見出し画像

立花はる×福島裕二 写真展

アトリエy恵比寿で10月13日から10月25日まで開催されていた 立花はる×福島裕二 写真展。
再訪、再々訪、毎週末通い詰めてじっくり観覧。

コスプレ畑の人は、キャラクターの世界観云々で自分そのものは撮らせない、見せたい自分しかカメラの前に晒さない人が多く、綺麗には撮れていても、私の見たい
「被写体の人となりや生き様、その時々の生の感情が浮かび上がるような写真」
になり難い傾向があるので、見る前は、正直なところあまり期待せずにいた。

それが、実際見てみると、どうも様子が違う。
韜晦が勝っている写真と、引き出しを開けるに任せた写真とが混在。
枠があったので、トークショーの当日券を購入。

立花はる×福島裕二トークショー

トークショーは、福島がゲスト作家として出品しているエイチ展4の中での催し。
エイチ展4は大人の文化祭と言った趣。
ルデコを3階から6階まで+地下1階。 全館借り切って写真やイラストetc...
動線がどうのこうのは、言うだけ野暮であろう。
混沌の中にのみ存在し得る、猥雑な面白さがあった。

立花はる×福島裕二 はトークショーの会場でもある6階に展示。
イベント会場にもなっているので距離を取って見られないのが難と言えば難だが、展示された作品は大きめのもので、見応えはある。
何時もとは逆に、恵比寿での展示への導入部のような印象。

トークショー。 時間としては長かったが、体感としてはあっと言う間。
以下、メモから。

福島
撮るのは99%女性なのだけれど、何を考えているか90%くらいは分かる。

肌がきれいとか、そう言うのは撮りたくない。 なのでモノクロ中心に。

顔合わせでどこまで出来るか訊くと「大事なところが出なければ大丈夫」
なぜ訊くのかと言うと、それが分かると撮るときにこちらで出来ることの選択肢が大きく広がるから。
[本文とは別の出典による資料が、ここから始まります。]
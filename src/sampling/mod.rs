//! Blue-noise point sampling.

mod grid;
mod poisson;
mod random;

pub use poisson::{
    poisson_disc, poisson_disc_with_seed, DiscSampler, DEFAULT_MAX_ATTEMPTS, DEFAULT_SEED,
};
pub use random::RandomSource;
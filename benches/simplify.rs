//! Benchmarks for polyline simplification.

use criterion::{black_box, criterion_group, criterion_main, BenchmarkId, Criterion, Throughput};
use rand::{Rng, SeedableRng};
use rand_pcg::Pcg64;

use stipple::{simplify, Point2};

/// Generates a noisy sine wave polyline.
fn generate_sine_wave(num_points: usize) -> Vec<Point2<f64>> {
    (0..num_points)
        .map(|i| {
            let t = i as f64 / num_points as f64 * 4.0 * std::f64::consts::PI;
            let noise = ((i * 17) % 100) as f64 / 1000.0; // Deterministic "noise"
            Point2::new(t, t.sin() + noise)
        })
        .collect()
}

/// Generates a random walk polyline, like a hand-drawn stroke.
fn generate_random_walk(num_points: usize, seed: u64) -> Vec<Point2<f64>> {
    let mut rng = Pcg64::seed_from_u64(seed);
    let mut p = Point2::new(0.0, 0.0);
    let mut points = Vec::with_capacity(num_points);

    for _ in 0..num_points {
        points.push(p);
        let angle = rng.gen::<f64>() * std::f64::consts::TAU;
        p = p.polar_offset(angle, 0.1);
    }

    points
}

fn bench_simplify(c: &mut Criterion) {
    let mut group = c.benchmark_group("rdp");

    for size in [100, 1000, 10000, 50000] {
        let points = generate_sine_wave(size);
        group.throughput(Throughput::Elements(size as u64));

        group.bench_with_input(BenchmarkId::new("sine_wave", size), &points, |b, pts| {
            b.iter(|| simplify(black_box(pts), black_box(0.01)))
        });
    }

    for size in [1000, 10000] {
        let points = generate_random_walk(size, 12345);
        group.throughput(Throughput::Elements(size as u64));

        group.bench_with_input(BenchmarkId::new("random_walk", size), &points, |b, pts| {
            b.iter(|| simplify(black_box(pts), black_box(0.01)))
        });
    }

    group.finish();
}

fn bench_tolerance(c: &mut Criterion) {
    let mut group = c.benchmark_group("rdp_tolerance");

    // Tolerance as a fraction of the ~12.6 unit span
    let points = generate_sine_wave(10000);
    for fraction in [1e-4, 1e-3, 1e-2] {
        let tolerance = 4.0 * std::f64::consts::PI * fraction;
        group.bench_with_input(
            BenchmarkId::new("fraction_of_width", fraction),
            &tolerance,
            |b, &tolerance| b.iter(|| simplify(black_box(&points), black_box(tolerance))),
        );
    }

    group.finish();
}

criterion_group!(benches, bench_simplify, bench_tolerance);
criterion_main!(benches);
//! .drm writer — accumulates tagged-text elements and produces the final
//! file content.
//!
//! Only valid (named) entries are written, keeping files compact and
//! order-independent on reload; unused slots never round-trip.

use crate::model::Drumset;
use crate::notehead::{NoteheadGroup, NoteheadType};
use crate::parser::FORMAT_VERSION;

/// Serialize a drum map to .drm text.
pub fn write_drm(drumset: &Drumset) -> String {
    let mut xml = XmlBuilder::new();
    xml.header();
    xml.stag(&format!(r#"drumset version="{FORMAT_VERSION}""#));

    for pitch in drumset.used_pitches() {
        // used_pitches only yields in-range pitches
        let entry = match drumset.drum(pitch) {
            Ok(entry) => entry,
            Err(_) => continue,
        };
        xml.stag(&format!(r#"drum pitch="{pitch}""#));
        xml.tag("name", &entry.name);
        if entry.notehead == NoteheadGroup::Custom {
            xml.stag("noteheads");
            for head_type in NoteheadType::ALL {
                xml.tag(head_type.tag(), entry.noteheads[head_type.index()].name());
            }
            xml.etag("noteheads");
        } else {
            xml.tag("head", entry.notehead.name());
        }
        xml.tag("line", &entry.line.to_string());
        xml.tag("voice", &entry.voice.to_string());
        xml.tag("stem", entry.stem_direction.name());
        if let Some(shortcut) = entry.shortcut {
            xml.tag("shortcut", &shortcut.to_string());
        }
        xml.etag("drum");
    }

    xml.etag("drumset");
    xml.build()
}

// ═══════════════════════════════════════════════════════════════════════
// XmlBuilder
// ═══════════════════════════════════════════════════════════════════════

struct XmlBuilder {
    out: String,
    indent: usize,
}

impl XmlBuilder {
    fn new() -> Self {
        Self {
            out: String::new(),
            indent: 0,
        }
    }

    fn build(self) -> String {
        self.out
    }

    fn header(&mut self) {
        self.out.push_str("<?xml version=\"1.0\" encoding=\"UTF-8\"?>\n");
    }

    fn push_indent(&mut self) {
        for _ in 0..self.indent {
            self.out.push_str("  ");
        }
    }

    /// Open tag. `tag` may carry attributes, only the first word is the
    /// element name used by the matching `etag`.
    fn stag(&mut self, tag: &str) {
        self.push_indent();
        self.out.push('<');
        self.out.push_str(tag);
        self.out.push_str(">\n");
        self.indent += 1;
    }

    fn etag(&mut self, name: &str) {
        self.indent = self.indent.saturating_sub(1);
        self.push_indent();
        self.out.push_str("</");
        self.out.push_str(name);
        self.out.push_str(">\n");
    }

    /// One-line element with escaped text content.
    fn tag(&mut self, name: &str, text: &str) {
        let escaped = text
            .replace('&', "&amp;")
            .replace('<', "&lt;")
            .replace('>', "&gt;");
        self.push_indent();
        self.out
            .push_str(&format!("<{name}>{escaped}</{name}>\n"));
    }
}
感情の揺らぎが撮りたい。息を止めて貰ったり、負荷をかけることで表に出てくる。

撮るとき、被写体との距離は一定。 写真の上での寄ったり引いたりはレンズの焦点距離・画角で調整。

今回使ったのはライカ。 モノクロームとQ2、カラーはM10R。
ライカは写り過ぎるカメラ。 何を使っても撮れるので、その時良いと思ったものを使う。
これは仕事か作品撮りかでも異なる。
次の作品撮りはフィルムカメラになる。

作品撮りは皆さんに見せる為のものではなく、全て彼女の為。
彼女の為が自分の為にもなる。
一番良い写真は見せない。

仕事と作品撮りは別。
仕事で撮る写真はクライアントの意向やチェックもあるので、採用されないものは撮らないし、チェックが入ったらよいと思ったものでも引っ込める。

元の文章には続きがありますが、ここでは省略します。